Work task:
Set down the records that follow exactly, every line of them.

(Provided entries Opens)

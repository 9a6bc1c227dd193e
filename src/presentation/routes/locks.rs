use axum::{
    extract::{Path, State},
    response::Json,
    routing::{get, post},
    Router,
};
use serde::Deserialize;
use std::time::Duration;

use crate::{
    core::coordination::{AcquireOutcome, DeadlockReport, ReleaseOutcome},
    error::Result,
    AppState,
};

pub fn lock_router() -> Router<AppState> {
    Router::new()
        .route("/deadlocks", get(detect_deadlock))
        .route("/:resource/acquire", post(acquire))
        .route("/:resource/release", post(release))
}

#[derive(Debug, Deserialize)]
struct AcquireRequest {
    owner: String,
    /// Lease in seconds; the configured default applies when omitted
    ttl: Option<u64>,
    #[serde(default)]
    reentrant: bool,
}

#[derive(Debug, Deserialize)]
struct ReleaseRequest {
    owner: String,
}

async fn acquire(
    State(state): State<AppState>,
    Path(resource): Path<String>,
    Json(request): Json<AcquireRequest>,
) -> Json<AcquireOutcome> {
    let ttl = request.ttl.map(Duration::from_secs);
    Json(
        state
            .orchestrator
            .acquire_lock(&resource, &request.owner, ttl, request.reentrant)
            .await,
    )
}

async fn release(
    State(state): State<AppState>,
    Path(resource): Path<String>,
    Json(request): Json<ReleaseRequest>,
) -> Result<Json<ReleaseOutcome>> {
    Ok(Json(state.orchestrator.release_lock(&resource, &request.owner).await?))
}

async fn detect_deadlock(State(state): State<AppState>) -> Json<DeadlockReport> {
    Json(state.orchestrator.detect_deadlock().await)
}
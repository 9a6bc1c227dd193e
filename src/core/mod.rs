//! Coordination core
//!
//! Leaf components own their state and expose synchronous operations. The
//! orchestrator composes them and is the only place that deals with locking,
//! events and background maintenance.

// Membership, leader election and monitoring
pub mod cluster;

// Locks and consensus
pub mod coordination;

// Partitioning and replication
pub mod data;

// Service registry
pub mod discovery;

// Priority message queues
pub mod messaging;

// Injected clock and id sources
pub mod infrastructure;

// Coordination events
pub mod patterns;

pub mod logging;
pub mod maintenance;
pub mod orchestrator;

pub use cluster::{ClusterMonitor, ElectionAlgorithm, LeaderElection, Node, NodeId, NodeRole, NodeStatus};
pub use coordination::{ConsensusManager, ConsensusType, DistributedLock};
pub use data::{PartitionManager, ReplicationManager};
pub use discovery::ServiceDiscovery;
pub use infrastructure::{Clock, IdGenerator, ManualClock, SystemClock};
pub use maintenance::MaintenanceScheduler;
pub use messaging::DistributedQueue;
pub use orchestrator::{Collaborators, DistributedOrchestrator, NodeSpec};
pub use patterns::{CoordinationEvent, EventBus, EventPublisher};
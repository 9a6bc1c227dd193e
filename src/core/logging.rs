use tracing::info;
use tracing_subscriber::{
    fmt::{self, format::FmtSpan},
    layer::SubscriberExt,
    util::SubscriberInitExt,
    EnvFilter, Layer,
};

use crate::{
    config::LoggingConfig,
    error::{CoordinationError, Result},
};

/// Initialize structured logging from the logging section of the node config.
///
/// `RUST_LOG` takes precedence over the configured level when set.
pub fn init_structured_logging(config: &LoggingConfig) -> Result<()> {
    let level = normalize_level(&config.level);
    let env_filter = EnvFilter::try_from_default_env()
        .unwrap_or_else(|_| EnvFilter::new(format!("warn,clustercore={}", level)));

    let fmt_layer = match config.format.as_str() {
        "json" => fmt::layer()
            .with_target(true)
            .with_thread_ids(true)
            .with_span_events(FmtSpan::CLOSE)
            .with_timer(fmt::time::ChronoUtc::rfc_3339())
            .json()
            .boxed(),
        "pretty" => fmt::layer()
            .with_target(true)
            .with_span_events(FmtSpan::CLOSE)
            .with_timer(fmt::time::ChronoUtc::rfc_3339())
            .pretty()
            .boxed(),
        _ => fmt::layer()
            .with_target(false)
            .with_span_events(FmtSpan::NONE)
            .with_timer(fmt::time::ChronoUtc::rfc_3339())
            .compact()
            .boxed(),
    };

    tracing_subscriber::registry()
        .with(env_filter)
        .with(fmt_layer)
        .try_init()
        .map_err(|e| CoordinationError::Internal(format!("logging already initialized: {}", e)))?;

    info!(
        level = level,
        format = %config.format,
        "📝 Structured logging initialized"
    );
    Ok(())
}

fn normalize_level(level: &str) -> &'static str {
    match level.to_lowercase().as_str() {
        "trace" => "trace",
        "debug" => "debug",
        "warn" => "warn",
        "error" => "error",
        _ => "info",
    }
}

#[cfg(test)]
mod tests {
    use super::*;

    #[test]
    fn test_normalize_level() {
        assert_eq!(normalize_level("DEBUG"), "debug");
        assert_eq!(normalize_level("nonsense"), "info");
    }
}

(Provided entries Closes)

Exercise output:
repository 9a6bc1c227dd193e
filename src/presentation/routes/locks.rs
use axum::{
    extract::{Path, State},
    response::Json,
    routing::{get, post},
    Router,
};
use serde::Deserialize;
use std::time::Duration;

use crate::{
    core::coordination::{AcquireOutcome, DeadlockReport, ReleaseOutcome},
    error::Result,
    AppState,
};

pub fn lock_router() -> Router<AppState> {
    Router::new()
        .route("/deadlocks", get(detect_deadlock))
        .route("/:resource/acquire", post(acquire))
        .route("/:resource/release", post(release))
}

#[derive(Debug, Deserialize)]
struct AcquireRequest {
    owner: String,
    /// Lease in seconds; the configured default applies when omitted
    ttl: Option<u64>,
    #[serde(default)]
    reentrant: bool,
}

#[derive(Debug, Deserialize)]
struct ReleaseRequest {
    owner: String,
}

async fn acquire(
    State(state): State<AppState>,
    Path(resource): Path<String>,
    Json(request): Json<AcquireRequest>,
) -> Json<AcquireOutcome> {
    let ttl = request.ttl.map(Duration::from_secs);
    Json(
        state
            .orchestrator
            .acquire_lock(&resource, &request.owner, ttl, request.reentrant)
            .await,
    )
}

async fn release(
    State(state): State<AppState>,
    Path(resource): Path<String>,
    Json(request): Json<ReleaseRequest>,
) -> Result<Json<ReleaseOutcome>> {
    Ok(Json(state.orchestrator.release_lock(&resource, &request.owner).await?))
}

async fn detect_deadlock(State(state): State<AppState>) -> Json<DeadlockReport> {
    Json(state.orchestrator.detect_deadlock().await)
}
repository 9a6bc1c227dd193e
filename src/core/mod.rs
//! Coordination core
//!
//! Leaf components own their state and expose synchronous operations. The
//! orchestrator composes them and is the only place that deals with locking,
//! events and background maintenance.

// Membership, leader election and monitoring
pub mod cluster;

// Locks and consensus
pub mod coordination;

// Partitioning and replication
pub mod data;

// Service registry
pub mod discovery;

// Priority message queues
pub mod messaging;

// Injected clock and id sources
pub mod infrastructure;

// Coordination events
pub mod patterns;

pub mod logging;
pub mod maintenance;
pub mod orchestrator;

pub use cluster::{ClusterMonitor, ElectionAlgorithm, LeaderElection, Node, NodeId, NodeRole, NodeStatus};
pub use coordination::{ConsensusManager, ConsensusType, DistributedLock};
pub use data::{PartitionManager, ReplicationManager};
pub use discovery::ServiceDiscovery;
pub use infrastructure::{Clock, IdGenerator, ManualClock, SystemClock};
pub use maintenance::MaintenanceScheduler;
pub use messaging::DistributedQueue;
pub use orchestrator::{Collaborators, DistributedOrchestrator, NodeSpec};
pub use patterns::{CoordinationEvent, EventBus, EventPublisher};
repository 9a6bc1c227dd193e
filename src/core/logging.rs
use tracing::info;
use tracing_subscriber::{
    fmt::{self, format::FmtSpan},
    layer::SubscriberExt,
    util::SubscriberInitExt,
    EnvFilter, Layer,
};

use crate::{
    config::LoggingConfig,
    error::{CoordinationError, Result},
};

/// Initialize structured logging from the logging section of the node config.
///
/// `RUST_LOG` takes precedence over the configured level when set.
pub fn init_structured_logging(config: &LoggingConfig) -> Result<()> {
    let level = normalize_level(&config.level);
    let env_filter = EnvFilter::try_from_default_env()
        .unwrap_or_else(|_| EnvFilter::new(format!("warn,clustercore={}", level)));

    let fmt_layer = match config.format.as_str() {
        "json" => fmt::layer()
            .with_target(true)
            .with_thread_ids(true)
            .with_span_events(FmtSpan::CLOSE)
            .with_timer(fmt::time::ChronoUtc::rfc_3339())
            .json()
            .boxed(),
        "pretty" => fmt::layer()
            .with_target(true)
            .with_span_events(FmtSpan::CLOSE)
            .with_timer(fmt::time::ChronoUtc::rfc_3339())
            .pretty()
            .boxed(),
        _ => fmt::layer()
            .with_target(false)
            .with_span_events(FmtSpan::NONE)
            .with_timer(fmt::time::ChronoUtc::rfc_3339())
            .compact()
            .boxed(),
    };

    tracing_subscriber::registry()
        .with(env_filter)
        .with(fmt_layer)
        .try_init()
        .map_err(|e| CoordinationError::Internal(format!("logging already initialized: {}", e)))?;

    info!(
        level = level,
        format = %config.format,
        "📝 Structured logging initialized"
    );
    Ok(())
}

fn normalize_level(level: &str) -> &'static str {
    match level.to_lowercase().as_str() {
        "trace" => "trace",
        "debug" => "debug",
        "warn" => "warn",
        "error" => "error",
        _ => "info",
    }
}

#[cfg(test)]
mod tests {
    use super::*;

    #[test]
    fn test_normalize_level() {
        assert_eq!(normalize_level("DEBUG"), "debug");
        assert_eq!(normalize_level("nonsense"), "info");
    }
}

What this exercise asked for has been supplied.